### Your assignment
The reply should hold only the lines below from the one with "about to pair." to the end, each copied exactly.

(Data provided Opens)

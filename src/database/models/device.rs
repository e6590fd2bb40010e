//! Paired device records.

use chrono::{DateTime, Utc};
use serde::{Deserialize, Serialize};

/// One paired (or pairing) account.
#[derive(Debug, Clone, PartialEq, Eq, Serialize, Deserialize)]
pub struct DeviceRecord {
    /// Session id; also the gateway instance name.
    pub id: String,
    pub phone: String,
    #[serde(default)]
    pub lid: Option<String>,
    pub created_at: DateTime<Utc>,
    /// Set once the account reported connected.
    #[serde(default)]
    pub paired: bool,
}

impl DeviceRecord {
    /// A fresh record for a number that is about to pair.
    pub fn new(phone: &str) -> Self {
        let short = uuid::Uuid::new_v4().simple().to_string();
        Self {
            id: format!("wa-{}-{}", phone, &short[..8]),
            phone: phone.to_string(),
            lid: None,
            created_at: Utc::now(),
            paired: false,
        }
    }
}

(Data provided Closes)

### Solution to the exercise
    /// A fresh record for a number that is about to pair.
    pub fn new(phone: &str) -> Self {
        let short = uuid::Uuid::new_v4().simple().to_string();
        Self {
            id: format!("wa-{}-{}", phone, &short[..8]),
            phone: phone.to_string(),
            lid: None,
            created_at: Utc::now(),
            paired: false,
        }
    }
}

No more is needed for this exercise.